このブログの情報は古く,今後更新しませんので,特に教職課程関連の参照元とすることは避けていただければと思います。ご迷惑かけます。2023.2.19

災害時におけるマスコミの動きに対する批判についてー災害ボランティアにNHKの記者が同行した思い出

ここ最近、熊本地震の取材のため現地入りしたマスコミの動きに対する批判が目立つ。
ガソリンスタンドで割り込んだ、豪華な弁当を現地調達しているのではないか、などなど…。
真偽のほどがわからないが、災害のたびにマスコミへの批判は必ず出てくる。
熊本に限らず、このように災害があった場合はマスコミへの批判もセットである、といっても過言ではない。
実際、学生時代の友人が公務員になったのだが、彼の務める自治体が地震ではない自然災害で被災したときに、「マスコミが迷惑すぎた」という話も聞いたことがある。
現地の民間人からも公務員からも迷惑がられてしまう取材の仕方には、やはり大きな問題がある。

ところで、以前東日本大震災のボランティアに学生を引率した仕事のことを書いたが、
http://shinnji28.hatenablog.com/entry/2016/03/11/050000
三回参加したうちの一回に、NHKの記者が同行くださったことがある。
たしか2012年の5月のやつ。
このNHKの記者は本当に立派な方で、行程の途中からではあったものの、夜行バスでの移動も含めて全ての行程をご一緒した。
なお、取材はお一人で、ハンディカメラ的なものを持参されていた。
一例を挙げると、宿舎で学生と一緒にご飯を食べ、風呂に入るところまでご一緒した。
また、そのときだけでなく、事前事後の取材もされていた(後日大学でお見かけしたときは驚いた)。
仮設住宅では、現地の人に「帰れ」と怒鳴られているある民放のテレビを見たことがあるので、「NHKってやっぱすごいんやな」と感じた記憶がある。
もしかしたら、取材に使えるお金の額なんかが違うかもしれないので、単純比較は怒られるかもしれないが、それでもレベルの違う丁寧さであったように思う。

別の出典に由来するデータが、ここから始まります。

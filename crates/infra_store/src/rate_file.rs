//! Defaults file holding the rate parameters
//!
//! Layout, one line, eight comma-separated fields:
//!
//! ```text
//! next_policy_number,basic_rate,discount_rate,liability_cost,glass_cost,loaner_car_cost,hst_rate,processing_fee
//! 1944,869.00,0.25,130.00,86.00,58.00,15.00,39.99
//! ```
//!
//! Reads accept any decimal text in the amount fields. Writes fix every
//! amount to two fraction digits and replace the whole file through a
//! temporary sibling and a rename, so a failed write leaves the old file.

use std::fs::{self, File};
use std::io::Write;
use std::path::{Path, PathBuf};

use core_kernel::money::{parse_decimal, to_fixed};
use core_kernel::{Money, PolicyNumber};
use domain_policy::{PortError, RateParameters, RateStore};

use crate::error::StoreError;

/// Number of fields in the defaults record
pub const RATE_FIELD_COUNT: usize = 8;

const FIELD_NAMES: [&str; RATE_FIELD_COUNT] = [
    "next_policy_number",
    "basic_rate",
    "discount_rate",
    "liability_cost",
    "glass_cost",
    "loaner_car_cost",
    "hst_rate",
    "processing_fee",
];

/// Renders rate parameters as the single defaults line, without newline
pub fn format_rate_line(params: &RateParameters) -> String {
    [
        params.next_policy_number.to_string(),
        params.basic_rate.to_fixed(),
        to_fixed(params.discount_rate),
        params.liability_cost.to_fixed(),
        params.glass_cost.to_fixed(),
        params.loaner_car_cost.to_fixed(),
        to_fixed(params.hst_rate),
        params.processing_fee.to_fixed(),
    ]
    .join(",")
}

/// Parses the defaults line
///
/// Returns the failure description; callers attach the path.
pub fn parse_rate_line(line: &str) -> Result<RateParameters, String> {
    let fields: Vec<&str> = line.trim().split(',').map(str::trim).collect();
    if fields.len() != RATE_FIELD_COUNT {
        return Err(format!(
            "expected {RATE_FIELD_COUNT} fields, found {}",
            fields.len()
        ));
    }

    let next_policy_number: PolicyNumber = fields[0]
        .parse()
        .map_err(|e| format!("{}: {e}", FIELD_NAMES[0]))?;

    let mut amounts = [rust_decimal::Decimal::ZERO; RATE_FIELD_COUNT - 1];
    for (i, text) in fields[1..].iter().enumerate() {
        amounts[i] = parse_decimal(text).map_err(|e| format!("{}: {e}", FIELD_NAMES[i + 1]))?;
    }
    let [basic_rate, discount_rate, liability_cost, glass_cost, loaner_car_cost, hst_rate, processing_fee] =
        amounts;

    let params = RateParameters {
        next_policy_number,
        basic_rate: Money::new(basic_rate),
        discount_rate,
        liability_cost: Money::new(liability_cost),
        glass_cost: Money::new(glass_cost),
        loaner_car_cost: Money::new(loaner_car_cost),
        hst_rate,
        processing_fee: Money::new(processing_fee),
    };
    params.validate().map_err(|e| e.to_string())?;
    Ok(params)
}

/// The defaults file on disk
#[derive(Debug, Clone)]
pub struct RateParametersFile {
    path: PathBuf,
}

impl RateParametersFile {
    pub fn new(path: impl Into<PathBuf>) -> Self {
        Self { path: path.into() }
    }

    pub fn path(&self) -> &Path {
        &self.path
    }

    /// Reads and parses the first line of the file
    ///
    /// # Errors
    ///
    /// - `Io` if the file cannot be read
    /// - `Format` if the file is empty or the line is malformed
    pub fn read(&self) -> Result<RateParameters, StoreError> {
        let contents =
            fs::read_to_string(&self.path).map_err(|e| StoreError::io(&self.path, e))?;
        let line = contents
            .lines()
            .next()
            .filter(|l| !l.trim().is_empty())
            .ok_or_else(|| StoreError::format(&self.path, "file is empty"))?;
        let params = parse_rate_line(line).map_err(|m| StoreError::format(&self.path, m))?;

        tracing::debug!(path = %self.path.display(), next_policy_number = %params.next_policy_number, "loaded rate parameters");
        Ok(params)
    }

    /// Replaces the file with the given parameters
    pub fn write(&self, params: &RateParameters) -> Result<(), StoreError> {
        let tmp_path = self.path.with_extension("tmp");
        let result = write_synced(&tmp_path, &format_rate_line(params))
            .and_then(|_| fs::rename(&tmp_path, &self.path));
        if let Err(source) = result {
            // best effort; the original error is what matters
            let _ = fs::remove_file(&tmp_path);
            return Err(StoreError::io(&self.path, source));
        }

        tracing::info!(path = %self.path.display(), next_policy_number = %params.next_policy_number, "saved rate parameters");
        Ok(())
    }
}

fn write_synced(path: &Path, line: &str) -> std::io::Result<()> {
    let mut file = File::create(path)?;
    writeln!(file, "{line}")?;
    file.sync_all()
}

impl RateStore for RateParametersFile {
    fn load(&self) -> Result<RateParameters, PortError> {
        Ok(self.read()?)
    }

    fn save(&mut self, params: &RateParameters) -> Result<(), PortError> {
        Ok(self.write(params)?)
    }
}
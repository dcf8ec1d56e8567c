//! Calendar handling
//!
//! Invoice dates are calendar dates in the office's local timezone. This
//! module holds the timezone wrapper, the canonical `YYYY-MM-DD` text form
//! used on disk, and the month arithmetic used for payment due dates.

use chrono::{DateTime, Datelike, NaiveDate, Utc};
use chrono_tz::Tz;
use serde::{Deserialize, Deserializer, Serialize, Serializer};
use std::str::FromStr;

use crate::error::CoreError;

/// Canonical on-disk date format
pub const DATE_FORMAT: &str = "%Y-%m-%d";

/// Timezone wrapper for the issuing office
///
/// Wraps chrono_tz::Tz with custom serialization support.
#[derive(Debug, Clone, Copy, PartialEq, Eq)]
pub struct Timezone(pub Tz);

impl Serialize for Timezone {
    fn serialize<S>(&self, serializer: S) -> Result<S::Ok, S::Error>
    where
        S: Serializer,
    {
        serializer.serialize_str(self.0.name())
    }
}

impl<'de> Deserialize<'de> for Timezone {
    fn deserialize<D>(deserializer: D) -> Result<Self, D::Error>
    where
        D: Deserializer<'de>,
    {
        let s = String::deserialize(deserializer)?;
        s.parse().map_err(serde::de::Error::custom)
    }
}

impl FromStr for Timezone {
    type Err = CoreError;

    fn from_str(s: &str) -> Result<Self, Self::Err> {
        Tz::from_str(s.trim())
            .map(Timezone)
            .map_err(|_| CoreError::parse("timezone", s))
    }
}

impl Timezone {
    pub fn new(tz: Tz) -> Self {
        Self(tz)
    }

    /// Returns the local calendar date of a UTC instant
    pub fn date_of(&self, utc: DateTime<Utc>) -> NaiveDate {
        utc.with_timezone(&self.0).date_naive()
    }

    /// Returns today's local calendar date
    pub fn today(&self) -> NaiveDate {
        self.date_of(Utc::now())
    }
}

impl Default for Timezone {
    fn default() -> Self {
        Self(chrono_tz::America::St_Johns)
    }
}

/// Returns the first day of the month following `date`
///
/// December rolls over to January of the next year.
pub fn first_of_next_month(date: NaiveDate) -> NaiveDate {
    let (year, month) = if date.month() == 12 {
        (date.year() + 1, 1)
    } else {
        (date.year(), date.month() + 1)
    };
    // day 1 exists in every month
    NaiveDate::from_ymd_opt(year, month, 1).unwrap_or(date)
}

/// Formats a date in the canonical `YYYY-MM-DD` form
pub fn format_date(date: NaiveDate) -> String {
    date.format(DATE_FORMAT).to_string()
}

/// Parses a date from the canonical `YYYY-MM-DD` form
pub fn parse_date(text: &str) -> Result<NaiveDate, CoreError> {
    NaiveDate::parse_from_str(text.trim(), DATE_FORMAT).map_err(|_| CoreError::parse("date", text))
}

#[cfg(test)]
mod tests {
    use super::*;

    #[test]
    fn test_first_of_next_month() {
        let mid_july = NaiveDate::from_ymd_opt(2023, 7, 26).unwrap();
        assert_eq!(
            first_of_next_month(mid_july),
            NaiveDate::from_ymd_opt(2023, 8, 1).unwrap()
        );
    }

    #[test]
    fn test_first_of_next_month_rolls_year() {
        let december = NaiveDate::from_ymd_opt(2023, 12, 31).unwrap();
        assert_eq!(
            first_of_next_month(december),
            NaiveDate::from_ymd_opt(2024, 1, 1).unwrap()
        );
    }

    #[test]
    fn test_timezone_parse() {
        let tz: Timezone = "America/Toronto".parse().unwrap();
        assert_eq!(tz.0, chrono_tz::America::Toronto);
        assert!("Mars/Olympus".parse::<Timezone>().is_err());
    }
}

それだけ丁寧な取材をされたのに、放送時間は10分程度だった。
3泊とか4泊ご一緒して、結果が10分である。
そのとき、「この仕事は、削ぎ落とす仕事なんやな」と思った。
本当に必要なこと、伝えたいことだけを削ぎ落として10分にするのは、素人では想像もつかない。
またそのたった10分のためにそれだけの取材の時間をとられたことに驚きを隠せなかった。
NHKにも色々と問題はあるのかもしれないが、個人的にはその一度の出会いによって、以来そっと応援している。
やや不遜な表現になるが、そうして、応援されるような仕事の仕方をしなければ、取材対象から本音を引き出したりすることは難しいだろう。